▶ _EXERCISE DETAILS_
Where in the listing does the string "async" appear? Copy every line that holds it.
========================
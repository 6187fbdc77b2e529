pub mod assets;
pub mod health;
pub mod user_actions;
pub mod users;

use crate::errors::AppError;

/// Fallback for known paths hit with an unsupported method.
pub async fn method_not_allowed() -> AppError {
    AppError::method_not_allowed()
}
use axum::response::Html;

const INDEX_HTML: &str = include_str!("../../assets/index.html");

/// `GET /`: the bundled admin page.
pub async fn index_handler() -> Html<&'static str> {
    Html(INDEX_HTML)
}
use std::path::PathBuf;

use clap::Args as ClapArgs;

/// Flags shared by `serve` and the subcommands; they are accepted before or
/// after the subcommand name. Every flag falls back
/// to an environment variable, which may itself come from a `.env` file.
#[derive(ClapArgs, Debug, Clone, Default)]
pub struct ServeArgs {
    /// PostgreSQL connection string
    #[arg(long, env = "DATABASE_URL", hide_env_values = true, global = true)]
    pub database_url: Option<String>,

    /// Server port
    #[arg(short, long, env = "PORT", global = true)]
    pub port: Option<u16>,

    /// Server host
    #[arg(long, env = "HOST", global = true)]
    pub host: Option<String>,

    /// Maximum pooled database connections
    #[arg(long, env = "DB_MAX_CONNECTIONS", global = true)]
    pub db_max_connections: Option<u32>,

    /// Directory served for paths no route matches
    #[arg(long, env = "STATIC_DIR", global = true)]
    pub static_dir: Option<PathBuf>,

    /// Comma-separated list of allowed CORS origins (defaults to any)
    #[arg(
        long,
        env = "CORS_ALLOWED_ORIGINS",
        value_delimiter = ',',
        global = true
    )]
    pub cors_allowed_origins: Vec<String>,
}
========================
▶ _TASK RESPONSE_
pub async fn method_not_allowed() -> AppError {
pub async fn index_handler() -> Html<&'static str> {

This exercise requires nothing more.